» **What you have to do**: Print, in exact form, the lines below from the one containing "use std::str::FromStr;" through the one containing "store a new room", and omit all others.

» **Given data**:
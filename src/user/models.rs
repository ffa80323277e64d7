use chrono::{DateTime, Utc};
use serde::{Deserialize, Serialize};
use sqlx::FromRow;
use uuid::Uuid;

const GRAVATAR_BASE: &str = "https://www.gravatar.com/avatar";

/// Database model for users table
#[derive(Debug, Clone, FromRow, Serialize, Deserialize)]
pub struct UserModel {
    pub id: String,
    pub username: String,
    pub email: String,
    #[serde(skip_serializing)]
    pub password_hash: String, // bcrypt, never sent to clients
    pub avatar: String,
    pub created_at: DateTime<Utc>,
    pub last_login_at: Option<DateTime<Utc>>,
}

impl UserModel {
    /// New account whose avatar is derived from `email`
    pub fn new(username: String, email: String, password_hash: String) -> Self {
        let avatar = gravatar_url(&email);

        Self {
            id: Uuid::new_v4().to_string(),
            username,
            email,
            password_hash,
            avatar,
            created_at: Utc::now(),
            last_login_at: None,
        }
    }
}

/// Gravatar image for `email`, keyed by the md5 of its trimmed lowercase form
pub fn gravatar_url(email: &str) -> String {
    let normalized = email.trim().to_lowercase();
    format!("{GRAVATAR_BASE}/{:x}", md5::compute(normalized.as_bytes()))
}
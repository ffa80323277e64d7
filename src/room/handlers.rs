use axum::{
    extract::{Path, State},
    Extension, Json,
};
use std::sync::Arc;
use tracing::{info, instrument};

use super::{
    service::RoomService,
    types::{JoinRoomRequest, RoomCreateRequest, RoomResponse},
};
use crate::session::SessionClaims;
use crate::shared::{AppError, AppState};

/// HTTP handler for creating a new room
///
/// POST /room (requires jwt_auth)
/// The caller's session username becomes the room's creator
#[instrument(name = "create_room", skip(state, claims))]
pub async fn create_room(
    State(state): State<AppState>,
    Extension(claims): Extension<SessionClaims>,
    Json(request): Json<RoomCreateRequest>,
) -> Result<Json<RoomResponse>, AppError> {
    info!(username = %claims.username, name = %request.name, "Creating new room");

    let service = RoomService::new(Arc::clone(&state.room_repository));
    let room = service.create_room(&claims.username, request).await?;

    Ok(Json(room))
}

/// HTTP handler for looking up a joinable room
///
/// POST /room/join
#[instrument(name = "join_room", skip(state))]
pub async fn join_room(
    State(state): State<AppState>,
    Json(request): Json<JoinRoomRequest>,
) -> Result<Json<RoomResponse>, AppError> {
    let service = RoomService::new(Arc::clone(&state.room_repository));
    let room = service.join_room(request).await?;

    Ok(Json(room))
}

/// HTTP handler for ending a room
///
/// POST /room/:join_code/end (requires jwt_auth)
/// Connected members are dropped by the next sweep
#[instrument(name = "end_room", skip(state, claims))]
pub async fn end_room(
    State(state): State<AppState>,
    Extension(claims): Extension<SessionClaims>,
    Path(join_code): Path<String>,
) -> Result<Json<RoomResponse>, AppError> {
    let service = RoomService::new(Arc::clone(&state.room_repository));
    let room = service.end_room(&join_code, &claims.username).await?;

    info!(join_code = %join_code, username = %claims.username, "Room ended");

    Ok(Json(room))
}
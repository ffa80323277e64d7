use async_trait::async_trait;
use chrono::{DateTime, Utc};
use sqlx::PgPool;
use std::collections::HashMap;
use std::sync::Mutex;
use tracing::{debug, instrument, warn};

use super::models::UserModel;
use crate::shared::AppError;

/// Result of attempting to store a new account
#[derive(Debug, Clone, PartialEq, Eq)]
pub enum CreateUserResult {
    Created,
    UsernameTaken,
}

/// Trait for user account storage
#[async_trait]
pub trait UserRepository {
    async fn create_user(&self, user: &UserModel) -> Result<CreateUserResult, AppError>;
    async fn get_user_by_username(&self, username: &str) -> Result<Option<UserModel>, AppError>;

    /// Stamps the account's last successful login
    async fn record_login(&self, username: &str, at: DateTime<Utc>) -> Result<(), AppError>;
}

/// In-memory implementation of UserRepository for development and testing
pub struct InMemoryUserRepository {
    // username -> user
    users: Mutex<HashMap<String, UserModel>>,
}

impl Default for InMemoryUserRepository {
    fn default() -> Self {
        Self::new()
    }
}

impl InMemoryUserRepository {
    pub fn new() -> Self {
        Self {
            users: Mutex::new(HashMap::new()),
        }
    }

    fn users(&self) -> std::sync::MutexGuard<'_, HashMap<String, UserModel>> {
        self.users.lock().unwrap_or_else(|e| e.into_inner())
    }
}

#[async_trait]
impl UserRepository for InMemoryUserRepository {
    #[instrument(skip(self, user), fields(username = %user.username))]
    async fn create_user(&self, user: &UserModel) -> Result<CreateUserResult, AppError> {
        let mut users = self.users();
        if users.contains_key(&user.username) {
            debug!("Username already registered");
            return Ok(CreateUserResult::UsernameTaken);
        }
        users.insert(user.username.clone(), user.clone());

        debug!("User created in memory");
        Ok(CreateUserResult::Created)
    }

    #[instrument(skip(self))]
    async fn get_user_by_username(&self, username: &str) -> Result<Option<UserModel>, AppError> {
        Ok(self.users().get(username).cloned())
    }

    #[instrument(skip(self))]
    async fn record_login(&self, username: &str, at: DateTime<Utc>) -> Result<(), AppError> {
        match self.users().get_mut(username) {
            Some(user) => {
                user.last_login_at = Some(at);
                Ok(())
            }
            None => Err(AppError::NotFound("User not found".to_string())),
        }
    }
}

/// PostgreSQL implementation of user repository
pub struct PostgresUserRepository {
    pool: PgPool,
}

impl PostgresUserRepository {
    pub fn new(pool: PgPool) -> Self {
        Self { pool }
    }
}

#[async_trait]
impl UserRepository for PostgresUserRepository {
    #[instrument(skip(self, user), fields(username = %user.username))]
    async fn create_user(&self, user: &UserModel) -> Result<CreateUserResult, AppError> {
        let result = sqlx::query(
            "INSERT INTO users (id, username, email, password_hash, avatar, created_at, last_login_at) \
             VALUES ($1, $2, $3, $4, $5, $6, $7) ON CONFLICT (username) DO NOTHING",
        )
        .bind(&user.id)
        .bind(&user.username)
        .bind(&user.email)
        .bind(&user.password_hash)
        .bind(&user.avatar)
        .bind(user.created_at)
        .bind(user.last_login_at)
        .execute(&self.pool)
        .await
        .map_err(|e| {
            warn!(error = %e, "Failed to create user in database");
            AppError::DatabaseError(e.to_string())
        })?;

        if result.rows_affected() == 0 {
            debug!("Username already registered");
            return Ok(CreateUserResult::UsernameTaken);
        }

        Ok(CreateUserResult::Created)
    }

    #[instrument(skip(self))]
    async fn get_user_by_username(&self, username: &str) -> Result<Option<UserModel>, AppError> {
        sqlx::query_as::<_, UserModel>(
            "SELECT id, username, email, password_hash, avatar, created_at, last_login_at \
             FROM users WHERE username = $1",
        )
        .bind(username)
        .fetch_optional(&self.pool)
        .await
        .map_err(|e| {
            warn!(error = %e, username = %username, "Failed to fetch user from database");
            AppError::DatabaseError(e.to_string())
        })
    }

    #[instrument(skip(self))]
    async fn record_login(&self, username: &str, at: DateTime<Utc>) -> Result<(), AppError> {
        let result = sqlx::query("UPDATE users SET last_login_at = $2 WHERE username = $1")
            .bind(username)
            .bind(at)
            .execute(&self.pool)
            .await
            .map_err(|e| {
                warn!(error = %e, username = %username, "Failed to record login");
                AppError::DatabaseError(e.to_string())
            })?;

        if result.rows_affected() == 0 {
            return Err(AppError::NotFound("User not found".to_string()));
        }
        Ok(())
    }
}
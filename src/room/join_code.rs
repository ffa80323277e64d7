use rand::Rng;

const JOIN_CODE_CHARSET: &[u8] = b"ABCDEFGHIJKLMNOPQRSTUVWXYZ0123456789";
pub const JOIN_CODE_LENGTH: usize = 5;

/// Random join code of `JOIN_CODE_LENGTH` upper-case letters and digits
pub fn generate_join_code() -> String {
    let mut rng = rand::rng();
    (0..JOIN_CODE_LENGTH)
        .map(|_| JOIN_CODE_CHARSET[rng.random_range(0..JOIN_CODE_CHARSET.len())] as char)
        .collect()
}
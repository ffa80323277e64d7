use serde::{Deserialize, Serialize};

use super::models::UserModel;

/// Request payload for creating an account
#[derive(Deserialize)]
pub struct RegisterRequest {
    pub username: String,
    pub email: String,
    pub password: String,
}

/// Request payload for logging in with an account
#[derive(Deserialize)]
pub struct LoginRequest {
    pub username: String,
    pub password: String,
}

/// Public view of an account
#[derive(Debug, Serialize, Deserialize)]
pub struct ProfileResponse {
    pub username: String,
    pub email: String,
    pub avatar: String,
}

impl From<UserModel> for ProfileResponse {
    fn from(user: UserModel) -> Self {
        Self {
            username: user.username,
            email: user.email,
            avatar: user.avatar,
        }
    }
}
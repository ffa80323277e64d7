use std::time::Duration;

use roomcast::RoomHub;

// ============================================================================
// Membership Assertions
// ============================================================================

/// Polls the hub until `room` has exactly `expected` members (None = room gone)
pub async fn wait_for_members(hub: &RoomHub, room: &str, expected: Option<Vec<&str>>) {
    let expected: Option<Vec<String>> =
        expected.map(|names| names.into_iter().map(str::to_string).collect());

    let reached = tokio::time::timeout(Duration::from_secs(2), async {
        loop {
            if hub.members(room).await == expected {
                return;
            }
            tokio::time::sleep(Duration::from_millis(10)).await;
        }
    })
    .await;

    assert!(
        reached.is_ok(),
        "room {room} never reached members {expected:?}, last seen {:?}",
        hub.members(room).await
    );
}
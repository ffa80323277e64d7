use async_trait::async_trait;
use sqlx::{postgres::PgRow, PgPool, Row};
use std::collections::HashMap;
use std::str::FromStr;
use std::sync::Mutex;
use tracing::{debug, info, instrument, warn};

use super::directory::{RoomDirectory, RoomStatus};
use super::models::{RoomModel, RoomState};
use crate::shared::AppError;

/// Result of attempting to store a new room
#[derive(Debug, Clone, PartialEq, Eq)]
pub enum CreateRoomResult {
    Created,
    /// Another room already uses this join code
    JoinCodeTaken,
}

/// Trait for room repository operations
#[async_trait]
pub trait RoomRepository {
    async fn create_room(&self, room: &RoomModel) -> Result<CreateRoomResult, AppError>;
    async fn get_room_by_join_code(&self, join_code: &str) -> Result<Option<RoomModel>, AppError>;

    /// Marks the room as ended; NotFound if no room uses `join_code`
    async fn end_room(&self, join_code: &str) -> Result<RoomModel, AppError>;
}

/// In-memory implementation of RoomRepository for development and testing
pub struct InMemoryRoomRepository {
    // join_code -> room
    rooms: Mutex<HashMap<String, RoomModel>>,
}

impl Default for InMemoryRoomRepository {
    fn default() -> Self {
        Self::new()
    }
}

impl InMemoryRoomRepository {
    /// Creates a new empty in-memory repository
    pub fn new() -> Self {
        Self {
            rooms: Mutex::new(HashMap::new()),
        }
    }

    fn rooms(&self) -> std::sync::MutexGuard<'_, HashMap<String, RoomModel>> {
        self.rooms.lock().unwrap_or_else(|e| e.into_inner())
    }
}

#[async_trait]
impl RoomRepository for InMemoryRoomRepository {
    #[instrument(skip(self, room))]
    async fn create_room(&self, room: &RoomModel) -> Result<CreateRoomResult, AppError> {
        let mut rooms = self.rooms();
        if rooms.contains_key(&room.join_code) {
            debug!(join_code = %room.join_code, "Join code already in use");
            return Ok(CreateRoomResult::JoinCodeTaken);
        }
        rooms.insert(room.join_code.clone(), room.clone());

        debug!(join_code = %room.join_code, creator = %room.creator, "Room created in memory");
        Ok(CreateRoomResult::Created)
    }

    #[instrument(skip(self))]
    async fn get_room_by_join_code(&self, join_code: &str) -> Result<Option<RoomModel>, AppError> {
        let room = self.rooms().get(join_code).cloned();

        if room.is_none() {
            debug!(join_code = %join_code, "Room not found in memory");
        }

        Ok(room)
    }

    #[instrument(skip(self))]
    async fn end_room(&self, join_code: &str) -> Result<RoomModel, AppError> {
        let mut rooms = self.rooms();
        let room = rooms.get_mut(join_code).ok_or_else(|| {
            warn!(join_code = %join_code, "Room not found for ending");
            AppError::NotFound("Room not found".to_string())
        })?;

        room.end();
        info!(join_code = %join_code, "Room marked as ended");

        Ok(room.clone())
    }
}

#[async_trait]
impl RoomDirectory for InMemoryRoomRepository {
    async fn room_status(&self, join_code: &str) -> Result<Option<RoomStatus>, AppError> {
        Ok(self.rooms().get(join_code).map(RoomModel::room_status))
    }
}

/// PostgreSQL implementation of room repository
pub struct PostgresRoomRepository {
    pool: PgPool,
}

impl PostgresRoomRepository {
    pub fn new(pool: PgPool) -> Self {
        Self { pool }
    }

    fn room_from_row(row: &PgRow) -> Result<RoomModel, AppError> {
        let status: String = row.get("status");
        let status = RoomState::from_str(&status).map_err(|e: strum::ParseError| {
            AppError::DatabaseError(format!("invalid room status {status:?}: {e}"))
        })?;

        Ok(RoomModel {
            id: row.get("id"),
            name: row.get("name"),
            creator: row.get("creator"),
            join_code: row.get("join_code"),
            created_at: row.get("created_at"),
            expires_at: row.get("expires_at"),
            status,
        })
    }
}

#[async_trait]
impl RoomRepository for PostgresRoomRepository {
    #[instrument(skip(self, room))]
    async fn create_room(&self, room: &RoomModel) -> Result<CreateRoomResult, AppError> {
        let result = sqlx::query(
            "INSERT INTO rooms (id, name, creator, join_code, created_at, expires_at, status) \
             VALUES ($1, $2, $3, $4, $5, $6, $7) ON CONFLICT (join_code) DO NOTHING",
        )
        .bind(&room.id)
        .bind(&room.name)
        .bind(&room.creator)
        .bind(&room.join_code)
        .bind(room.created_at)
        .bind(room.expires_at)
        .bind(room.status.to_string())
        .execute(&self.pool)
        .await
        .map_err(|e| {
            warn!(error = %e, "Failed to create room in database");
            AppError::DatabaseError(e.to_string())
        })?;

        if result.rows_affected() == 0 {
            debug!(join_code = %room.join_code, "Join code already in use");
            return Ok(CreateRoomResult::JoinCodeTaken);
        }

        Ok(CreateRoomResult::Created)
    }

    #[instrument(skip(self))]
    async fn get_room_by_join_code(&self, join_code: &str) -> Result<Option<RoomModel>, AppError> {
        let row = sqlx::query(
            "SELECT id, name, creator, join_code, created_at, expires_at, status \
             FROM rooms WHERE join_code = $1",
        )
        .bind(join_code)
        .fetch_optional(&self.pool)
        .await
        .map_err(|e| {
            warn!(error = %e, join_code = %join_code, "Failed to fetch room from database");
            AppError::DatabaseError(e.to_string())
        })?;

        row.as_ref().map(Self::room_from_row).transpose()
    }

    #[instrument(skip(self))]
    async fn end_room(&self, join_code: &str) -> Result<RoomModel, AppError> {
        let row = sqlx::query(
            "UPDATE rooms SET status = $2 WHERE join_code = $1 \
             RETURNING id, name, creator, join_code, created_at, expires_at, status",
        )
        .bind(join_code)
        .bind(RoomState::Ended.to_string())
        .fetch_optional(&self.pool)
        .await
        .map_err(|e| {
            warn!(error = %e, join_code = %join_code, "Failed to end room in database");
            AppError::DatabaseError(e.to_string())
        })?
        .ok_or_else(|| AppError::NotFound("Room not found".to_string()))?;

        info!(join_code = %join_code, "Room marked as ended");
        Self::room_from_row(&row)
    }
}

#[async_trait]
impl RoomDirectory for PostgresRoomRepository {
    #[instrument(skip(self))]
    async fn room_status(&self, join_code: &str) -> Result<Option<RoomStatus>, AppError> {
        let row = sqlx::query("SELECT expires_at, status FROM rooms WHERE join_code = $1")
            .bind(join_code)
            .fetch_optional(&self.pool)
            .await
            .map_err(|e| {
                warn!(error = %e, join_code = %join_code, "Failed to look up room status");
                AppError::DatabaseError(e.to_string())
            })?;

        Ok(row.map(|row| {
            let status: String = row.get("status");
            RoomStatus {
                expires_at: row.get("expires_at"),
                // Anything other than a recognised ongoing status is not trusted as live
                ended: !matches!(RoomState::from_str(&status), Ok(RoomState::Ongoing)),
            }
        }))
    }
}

» **Response to the exercise**:
use std::str::FromStr;
use std::sync::Mutex;
use tracing::{debug, info, instrument, warn};

use super::directory::{RoomDirectory, RoomStatus};
use super::models::{RoomModel, RoomState};
use crate::shared::AppError;

/// Result of attempting to store a new room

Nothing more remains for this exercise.